§ Required action
In the listing below, find the line with "bracket form is", then repeat exactly every line from the top through that one.

§ Data shown
Start of Block
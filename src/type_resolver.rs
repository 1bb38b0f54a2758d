use log::debug;
use serde::{Deserialize, Serialize};
use serde_json::{Map, Value};
use std::collections::BTreeMap;

/// Prefix of every `$ref` pointing at a registered component schema
pub const SCHEMA_REF_PREFIX: &str = "#/components/schemas/";

/// Content type assumed for `file` tokens that do not declare one
pub const DEFAULT_FILE_CONTENT_TYPE: &str = "application/octet-stream";

/// OpenAPI constraint keywords (`minimum`, `maxLength`, `example`, ...) attached to a type
pub type Constraints = Map<String, Value>;

/// Type resolver - turns short type tokens (`int`, `[string]`, `enum[a,b]`, `Model`)
/// into type descriptors that know how to render themselves as OpenAPI schemas.
///
/// Resolution is total: any token that is not a builtin keyword or bracket form is
/// treated as a reference to a named model, to be checked later by the document builder.
///
/// # Example
///
/// ```
/// use openapi_from_docstring::type_resolver::{resolve, TypeKind};
///
/// let resolved = resolve("[integer]", Default::default());
/// assert!(matches!(resolved.kind, TypeKind::Array { .. }));
/// ```
pub fn resolve(token: &str, constraints: Constraints) -> TypeDescriptor {
    let token = token.trim();
    let kind = resolve_kind(token);
    debug!("Resolved type token {:?} to {}", token, kind.name());
    TypeDescriptor { kind, constraints }
}

/// A resolved type together with the constraint keywords declared for it
#[derive(Debug, Clone, PartialEq, Serialize)]
pub struct TypeDescriptor {
    /// The kind of type
    #[serde(flatten)]
    pub kind: TypeKind,
    /// Constraint keywords merged into the rendered schema
    #[serde(skip_serializing_if = "Map::is_empty")]
    pub constraints: Constraints,
}
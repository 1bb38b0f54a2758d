use crate::docparser::{parse_from_docstring, parse_schema};
use crate::manifest::ApiManifest;
use crate::serializer::{serialize_json, serialize_yaml, write_to_file};
use anyhow::{Context, Result};
use clap::{Parser, Subcommand, ValueEnum};
use log::{debug, info};
use serde::Serialize;
use std::fs;
use std::io::Read;
use std::path::{Path, PathBuf};

/// OpenAPI from docstrings - build OpenAPI 3.0 documents from structured docstrings
#[derive(Parser, Debug)]
#[command(name = "openapi-from-docstring")]
#[command(author, version, about, long_about = None)]
pub struct CliArgs {
    #[command(subcommand)]
    pub command: Command,

    /// Enable verbose output
    #[arg(short = 'v', long = "verbose", global = true)]
    pub verbose: bool,
}

#[derive(Subcommand, Debug)]
pub enum Command {
    /// Parse one docstring and print the parsed operation (or model)
    Parse {
        /// Docstring file, or `-` for stdin
        #[arg(value_name = "FILE")]
        input: PathBuf,

        /// Parse the docstring as a model with this name
        #[arg(long = "schema", value_name = "NAME")]
        schema: Option<String>,

        #[command(flatten)]
        output: OutputArgs,
    },
    /// Build an OpenAPI document from a manifest
    Build {
        /// Manifest file (YAML, or JSON with a .json extension)
        #[arg(value_name = "MANIFEST")]
        manifest: PathBuf,

        #[command(flatten)]
        output: OutputArgs,
    },
}

#[derive(clap::Args, Debug)]
pub struct OutputArgs {
    /// Output format (yaml or json)
    #[arg(short = 'f', long = "format", value_enum, default_value = "yaml")]
    pub output_format: OutputFormat,

    /// Output file path (if not specified, outputs to stdout)
    #[arg(short = 'o', long = "output", value_name = "FILE")]
    pub output_path: Option<PathBuf>,
}

/// Output format options
#[derive(Debug, Clone, Copy, ValueEnum)]
pub enum OutputFormat {
    /// YAML format
    Yaml,
    /// JSON format
    Json,
}

/// Validate and log already-parsed arguments
pub fn parse_args_from_parsed(args: CliArgs) -> Result<CliArgs> {
    debug!("Parsed arguments: {:?}", args);

    let input = match &args.command {
        Command::Parse { input, .. } => input,
        Command::Build { manifest, .. } => manifest,
    };
    if input != Path::new("-") && !input.is_file() {
        anyhow::bail!("Input file does not exist: {}", input.display());
    }

    if let Command::Parse {
        schema: Some(name), ..
    } = &args.command
    {
        if name.trim().is_empty() {
            anyhow::bail!("Schema name must not be empty");
        }
    }

    Ok(args)
}

/// Run the selected command
pub fn run(args: CliArgs) -> Result<()> {
    match args.command {
        Command::Parse {
            input,
            schema,
            output,
        } => {
            info!("Parsing docstring from {}", input.display());
            let doc = read_input(&input)?;
            match schema {
                Some(name) => emit(&parse_schema(&name, &doc), &output),
                None => emit(&parse_from_docstring(&doc), &output),
            }
        }
        Command::Build { manifest, output } => {
            let manifest = ApiManifest::load(&manifest)
                .with_context(|| format!("Failed to load manifest: {}", manifest.display()))?;
            info!(
                "Building OpenAPI document from {} routes and {} schemas",
                manifest.routes.len(),
                manifest.schemas.len()
            );

            let document = manifest.into_builder()?.build();
            info!("OpenAPI document built with {} paths", document.paths.len());
            emit(&document, &output)
        }
    }
}

fn read_input(input: &Path) -> Result<String> {
    if input == Path::new("-") {
        let mut doc = String::new();
        std::io::stdin()
            .read_to_string(&mut doc)
            .context("Failed to read docstring from stdin")?;
        Ok(doc)
    } else {
        fs::read_to_string(input).with_context(|| format!("Failed to read {}", input.display()))
    }
}

fn emit<T: Serialize>(value: &T, output: &OutputArgs) -> Result<()> {
    info!("Serializing to {:?} format...", output.output_format);
    let content = match output.output_format {
        OutputFormat::Yaml => serialize_yaml(value)?,
        OutputFormat::Json => serialize_json(value)?,
    };

    if let Some(output_path) = &output.output_path {
        info!("Writing output to: {}", output_path.display());
        write_to_file(&content, output_path)?;
    } else {
        println!("{}", content);
    }
    Ok(())
}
End of Block
§ Result for this exercise
filename src/type_resolver.rs
repository 1bb38b0f54a2758d
use log::debug;
use serde::{Deserialize, Serialize};
use serde_json::{Map, Value};
use std::collections::BTreeMap;

/// Prefix of every `$ref` pointing at a registered component schema
pub const SCHEMA_REF_PREFIX: &str = "#/components/schemas/";

/// Content type assumed for `file` tokens that do not declare one
pub const DEFAULT_FILE_CONTENT_TYPE: &str = "application/octet-stream";

/// OpenAPI constraint keywords (`minimum`, `maxLength`, `example`, ...) attached to a type
pub type Constraints = Map<String, Value>;

/// Type resolver - turns short type tokens (`int`, `[string]`, `enum[a,b]`, `Model`)
/// into type descriptors that know how to render themselves as OpenAPI schemas.
///
/// Resolution is total: any token that is not a builtin keyword or bracket form is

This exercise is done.